When Isabella Rose was born 15 years ago, her mother Roselyne immediately knew there was something wrong.
Baby Bella had trouble feeding and sleeping. When breastfed, the milk would leak out of the baby’s nose, and Bella would lie at night crying, unable to sleep.
The frantic parents, Roselyne and Tim Rose, went from doctor to doctor, specialist to specialist, but no one could figure out what was wrong.
As Bella grew, so did the problems. Her speech sounded like she was whistling – only her parents could understand her – and she had constant ear and sinus infections.
Doctors were of little help. Some thought the little girl was deaf; others suspected cognitive problems. Nobody was sure.
The parents, who lived in the United States, were at their wit’s end and on the verge of giving up when a friend suggested they try the Shriners Hospital for Children in Chicago.
A team of specialists at the Shriners examined the five-yearold Bella and had a diagnosis within minutes.

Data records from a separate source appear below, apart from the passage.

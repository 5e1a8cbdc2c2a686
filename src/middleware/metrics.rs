//! HTTP observability middleware
//!
//! Implemented as a Tower Layer/Service. Combines request ID propagation and
//! metrics recording.

use axum::{body::Body, http::Request, response::Response};
use metrics::{counter, gauge, histogram};
use std::{
    future::Future,
    pin::Pin,
    task::{Context, Poll},
    time::Instant,
};
use tower::{Layer, Service};
use tracing::Instrument;
use uuid::Uuid;

/// Tower Layer for HTTP observability (request ID + metrics).
#[derive(Clone)]
pub struct ObservabilityLayer;

impl<S> Layer<S> for ObservabilityLayer {
    type Service = ObservabilityMiddleware<S>;

    fn layer(&self, inner: S) -> Self::Service {
        ObservabilityMiddleware { inner }
    }
}

/// Tower Service that records HTTP metrics and propagates request IDs.
#[derive(Clone)]
pub struct ObservabilityMiddleware<S> {
    inner: S,
}

impl<S> Service<Request<Body>> for ObservabilityMiddleware<S>
where
    S: Service<Request<Body>, Response = Response> + Clone + Send + 'static,
    S::Future: Send + 'static,
{
    type Response = S::Response;
    type Error = S::Error;
    type Future = Pin<Box<dyn Future<Output = Result<Self::Response, Self::Error>> + Send>>;

    fn poll_ready(&mut self, cx: &mut Context<'_>) -> Poll<Result<(), Self::Error>> {
        self.inner.poll_ready(cx)
    }

    fn call(&mut self, request: Request<Body>) -> Self::Future {
        let method = request.method().to_string();
        let path = normalize_path(request.uri().path());

        let request_id = request
            .headers()
            .get("x-request-id")
            .and_then(|v| v.to_str().ok())
            .map(|s| s.to_string())
            .unwrap_or_else(|| Uuid::new_v4().to_string());

        gauge!("entity_app_http_requests_in_flight").increment(1.0);
        let start = Instant::now();

        let mut inner = self.inner.clone();
        let span = tracing::info_span!("request", request_id = %request_id, %method, %path);

        Box::pin(
            async move {
                let result = inner.call(request).await;
                gauge!("entity_app_http_requests_in_flight").decrement(1.0);
                let mut response = result?;

                let duration = start.elapsed().as_secs_f64();
                let status = response.status().as_u16().to_string();

                counter!("entity_app_http_requests_total", "method" => method.clone(), "path" => path.clone(), "status" => status)
                    .increment(1);
                histogram!("entity_app_http_request_duration_seconds", "method" => method, "path" => path)
                    .record(duration);

                if let Ok(val) = request_id.parse() {
                    response.headers_mut().insert("x-request-id", val);
                }

                Ok(response)
            }
            .instrument(span),
        )
    }
}

/// Collapse numeric path segments to `{id}` to prevent high-cardinality labels.
fn normalize_path(path: &str) -> String {
    path.split('/')
        .map(|seg| if looks_like_id(seg) { "{id}" } else { seg })
        .collect::<Vec<_>>()
        .join("/")
}

fn looks_like_id(s: &str) -> bool {
    let digits = s.strip_prefix('-').unwrap_or(s);
    !digits.is_empty() && digits.chars().all(|c| c.is_ascii_digit())
}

The child had a submucous cleft palate, which was not easily identified because it was covered by a thin membrane.
Bella received surgery and two years of speech therapy to learn how to speak.

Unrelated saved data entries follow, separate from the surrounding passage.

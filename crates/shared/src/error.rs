use serde::{Deserialize, Serialize};
use serde_json::Value;

#[derive(Debug, Clone, Copy, PartialEq, Eq, Serialize, Deserialize)]
#[serde(rename_all = "SCREAMING_SNAKE_CASE")]
pub enum ErrorCode {
    InvalidCommandName,
    InvalidActionName,
    InvalidParams,
    InvalidOptions,
    AccessDenied,
    AccessControlFailure,
}

impl ErrorCode {
    pub fn as_str(self) -> &'static str {
        match self {
            Self::InvalidCommandName => "INVALID_COMMAND_NAME",
            Self::InvalidActionName => "INVALID_ACTION_NAME",
            Self::InvalidParams => "INVALID_PARAMS",
            Self::InvalidOptions => "INVALID_OPTIONS",
            Self::AccessDenied => "ACCESS_DENIED",
            Self::AccessControlFailure => "ACCESS_CONTROL_FAILURE",
        }
    }
}

impl std::fmt::Display for ErrorCode {
    fn fmt(&self, f: &mut std::fmt::Formatter<'_>) -> std::fmt::Result {
        f.write_str(self.as_str())
    }
}

#[derive(Debug, Clone, PartialEq, Serialize, Deserialize)]
pub struct ErrorBody {
    pub code: String,
    #[serde(default, skip_serializing_if = "Option::is_none")]
    pub message: Option<String>,
    #[serde(default, skip_serializing_if = "Option::is_none")]
    pub details: Option<Value>,
}

/// `{ "error": { "code", "message"?, "details"? } }`
#[derive(Debug, Clone, PartialEq, Serialize, Deserialize)]
pub struct ErrorPayload {
    pub error: ErrorBody,
}

impl ErrorPayload {
    pub fn new(code: impl Into<String>) -> Self {
        Self {
            error: ErrorBody {
                code: code.into(),
                message: None,
                details: None,
            },
        }
    }

    pub fn with_message(mut self, message: impl Into<String>) -> Self {
        self.error.message = Some(message.into());
        self
    }

    pub fn with_details(mut self, details: Value) -> Self {
        self.error.details = Some(details);
        self
    }

    pub fn code(&self) -> &str {
        &self.error.code
    }

    /// Reads a payload back out of a formatted value. Returns `None` when the
    /// value is not error-shaped.
    pub fn from_value(value: &Value) -> Option<Self> {
        value.get("error")?;
        serde_json::from_value(value.clone()).ok()
    }
}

Now 15 years old and living in Florida where she is in Grade 10, Bella is an international patient ambassador for Shriners, who was in Brockville this week to share her story with local Shriners and area schoolchildren.
Ten years after her surgery, Bella is a spellbinding motivational speaker with a poise and maturity far beyond her years.
In a high-energy, inspirational speech, Bella told Brockville Shriners that they are far too modest about their accomplishments.
She and thousands of other children treated by the Shriner hospitals have had their lives changed because of the generosity of the club members, Bella said.
“You don’t give yourself enough credit. You change lives,” she told the Brockville Shriners.
Every morning when the Shriners get up, they should look in the mirror, and tell themselves: “I changed a life today,” Bella told the Shriners, who rewarded her with a standing ovation after her 30-minute speech, delivered without notes.
As part of her tour of the Brockville area, Bella went to Front of Yonge Elementary and Thousand Islands Elementary to talk to kids about bullying.
As she was learning to speak after her operation, Bella said the other kids laughed at her and called her names.
The bullying was devastating to her confidence and self-image, Bella said. Even though the teasing was directed at her speech, Bella said she thought everything was wrong with her. She began to doubt her intelligence, her looks, and even how she dressed, she said.
“I thought that everything was wrong with me because if society says that one thing is wrong then everything else must be wrong too.”
Bella tells the students to accept the differences of others and to realize that people are all the same.
While visiting Shriners hospitals, Bella said she meets kids with missing limbs, eyes, noses and other deformities.
“No one is ugly – no one,” she said.
Bella says she tells students that if they have something mean to say, that they should tell it to themselves first to see what it sounds like.